Making screening and pre-cancer treatment accessible A central element that characterises inequity is that the conditions involved are avoidable. Is it feasible to provide effective screening and precancer treatment within the resource-constrained settings of low-income countries? In the past decade, the Alliance for Cervical Cancer Prevention has demonstrated that there are feasible options for providing basic preventative services. Cost-effective screening methods like visual inspection with acetic acid (VIA), followed by treatment with cryotherapy or freezing of precancerous cervical tissue, can substantially reduce the incidence of cervical cancer and identify invasive cancer at an earlier, more treatable stage.46,47 In a study of nearly 80,000 women in India aged 30–59 screened with VIA, there was a 25% reduction in cervical cancer incidence and 35% reduction in cancer deaths, as compared to a control group that was not screened.
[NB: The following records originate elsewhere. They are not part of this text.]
//! Request rate limiting using a token bucket.
//!
//! Enforces the global MangaDex request budget: a fixed number of burst
//! permits, with one permit earned back per refill interval.

use std::time::Duration;
use tokio::sync::Mutex;
use tokio::time::{sleep_until, Instant};

/// A fixed request-rate budget: `burst` permits, one earned back every
/// `refill_interval`.
#[derive(Debug, Clone, Copy)]
pub struct RateBudget {
    /// Time to earn one permit back
    pub refill_interval: Duration,
    /// Maximum number of permits available at once
    pub burst: u32,
}

impl Default for RateBudget {
    fn default() -> Self {
        Self {
            refill_interval: Duration::from_secs(2),
            burst: 5,
        }
    }
}

/// Token bucket state: permits on hand and when the last permit was
/// credited (or will be, for reserved permits).
#[derive(Debug)]
struct Bucket {
    available: u32,
    last_refill: Instant,
}

impl Bucket {
    /// Credit permits earned since the last refill, capped at burst
    fn refill(&mut self, now: Instant, budget: &RateBudget) {
        let elapsed = now.saturating_duration_since(self.last_refill);
        let earned = (elapsed.as_nanos() / budget.refill_interval.as_nanos())
            .min(u128::from(budget.burst)) as u32;
        if earned == 0 {
            return;
        }

        self.available = self.available.saturating_add(earned).min(budget.burst);
        if self.available == budget.burst {
            // Excess credit is discarded once the bucket is full
            self.last_refill = now;
        } else {
            self.last_refill += budget.refill_interval * earned;
        }
    }
}

/// Rate limiter shared by every outbound API call.
///
/// Waiters reserve their permit under the lock and sleep outside it, so
/// permits are granted in the order tasks arrive at [`acquire`].
///
/// [`acquire`]: RateLimiter::acquire
#[derive(Debug)]
pub struct RateLimiter {
    budget: RateBudget,
    bucket: Mutex<Bucket>,
}

impl RateLimiter {
    /// Create a new rate limiter with a full bucket
    pub fn new(budget: RateBudget) -> Self {
        Self {
            budget,
            bucket: Mutex::new(Bucket {
                available: budget.burst,
                last_refill: Instant::now(),
            }),
        }
    }

    /// Wait until a permit is available and consume it.
    ///
    /// Permits are never refunded: a request that fails after the grant
    /// still counts against the budget. A zero refill interval disables
    /// throttling entirely.
    pub async fn acquire(&self) {
        if self.budget.refill_interval.is_zero() {
            return;
        }

        let ready_at = {
            let mut bucket = self.bucket.lock().await;
            let now = Instant::now();
            bucket.refill(now, &self.budget);

            if bucket.available > 0 {
                bucket.available -= 1;
                return;
            }

            // Bucket is empty: reserve the next permit to be earned
            let ready_at = bucket.last_refill + self.budget.refill_interval;
            bucket.last_refill = ready_at;
            ready_at
        };

        let wait = ready_at.saturating_duration_since(Instant::now());
        tracing::debug!(
            wait_ms = wait.as_millis(),
            "Rate limit: waiting for permit"
        );
        sleep_until(ready_at).await;
    }
}

#[cfg(test)]
mod tests {
    use super::*;
    use std::sync::Arc;

    fn budget(interval_ms: u64, burst: u32) -> RateBudget {
        RateBudget {
            refill_interval: Duration::from_millis(interval_ms),
            burst,
        }
    }

    #[tokio::test]
    async fn test_burst_granted_immediately() {
        let limiter = RateLimiter::new(budget(200, 3));

        let start = Instant::now();
        for _ in 0..3 {
            limiter.acquire().await;
        }

        assert!(start.elapsed() < Duration::from_millis(100));
    }

    #[tokio::test]
    async fn test_call_past_burst_waits_a_refill_interval() {
        let limiter = RateLimiter::new(budget(100, 2));

        let start = Instant::now();
        for _ in 0..3 {
            limiter.acquire().await;
        }

        let elapsed = start.elapsed();
        assert!(elapsed >= Duration::from_millis(90)); // Allow some tolerance
    }

    #[tokio::test]
    async fn test_concurrent_burst_respects_ceiling() {
        let limiter = Arc::new(RateLimiter::new(budget(80, 2)));

        let start = Instant::now();
        let mut handles = Vec::new();
        for _ in 0..4 {
            let limiter = Arc::clone(&limiter);
            handles.push(tokio::spawn(async move {
                limiter.acquire().await;
                start.elapsed()
            }));
        }

        let mut grants = Vec::new();
        for handle in handles {
            grants.push(handle.await.unwrap());
        }
        grants.sort();

        // Two permits inside the first interval, the rest pushed out by
        // one interval each.
        assert!(grants[1] < Duration::from_millis(60));
        assert!(grants[2] >= Duration::from_millis(70));
        assert!(grants[3] >= Duration::from_millis(150));
    }

    #[tokio::test]
    async fn test_bucket_refills_up_to_burst() {
        let limiter = RateLimiter::new(budget(30, 2));

        for _ in 0..2 {
            limiter.acquire().await;
        }

        // Both permits should have been earned back by now
        tokio::time::sleep(Duration::from_millis(100)).await;

        let start = Instant::now();
        for _ in 0..2 {
            limiter.acquire().await;
        }

        assert!(start.elapsed() < Duration::from_millis(20));
    }

    #[tokio::test]
    async fn test_zero_interval_never_waits() {
        let limiter = RateLimiter::new(budget(0, 1));

        let start = Instant::now();
        for _ in 0..10 {
            limiter.acquire().await;
        }

        assert!(start.elapsed() < Duration::from_millis(20));
    }
}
Benefits were most marked for women in their 30s.48 The advantages of VIA are that it is less expensive than traditional cytology, can be offered by lower-level health workers at primary care facilities that are more accessible and acceptable to women (especially rural women), and provides immediate results that make it more likely that women with a positive screening test will get timely treatment. At least seven countries in Africa (Angola, Ghana, Kenya, Mali, Mozambique, South Africa, Tanzania), three countries in Asia (Bangladesh, India, Thailand), and three in Latin America (Bolivia, Guatemala, Peru) have allocated government funding to support or scale up VIA screening programmes, while numerous others have incorporated VIA into national cancer guidelines or used donor funds to launch or continue new screening programmes using VIA and cryotherapy. A rapid, inexpensive human papillomavirus (HPV) test soon to be available commercially also offers women the possibility of taking a cervical specimen themselves to send for laboratory 108
processing, which may overcome some of the cultural barriers associated with screening.49 Decision modelling has demonstrated that a screening programme that is targeted at women in their 30s, even if screening can only be provided once or twice in a lifetime, can be costeffective and affordable for health systems.50 Because socio-cultural and economic barriers can prevent women from taking up the opportunity to be screened, attention to their fears and perceptions should be incorporated into outreach and educational programmes to inform communities. It is also possible to overcome the effects of negative local images of cervical cancer as a death sentence, or of a positive screening test as a sign of marital infidelity, by careful messaging in educational materials and interactions.37 As with other clinical services, ensuring that women are treated with respect and that services are perceived to be of good quality is an important determinant of women's willingness to take up screening and encourage others to do so.51
Offering HPV vaccine to young adolescent girls The availability of two new HPV vaccines provides a complementary strategy that could prevent as much as 70% of all cervical cancers (with nearly universal coverage of eligible recipients and long-term duration of protection) and overcome many of the barriers that contribute to the current unfair distribution of disease. The vaccines, which require three doses over a six-month period, are highly effective in preventing persistent infection with HPV types 16 and 18 and the subsequent pre-cancerous lesions and 70% of cervical cancer worldwide associated with them.52,53 Since the vaccines are not effective against HPV once a person has been infected with it, and acquisition of HPV infection can occur relatively quickly after sexual debut,54,55 it is widely accepted that providing young adolescent girls with the vaccine before the onset of sexual activity is the most cost-effective strategy.56,57 Unlike screening, though, which has a proven track record of reducing cervical cancer rates when high quality services are made widely available, questions about the overall effectiveness of HPV vaccination programmes need time to be resolved.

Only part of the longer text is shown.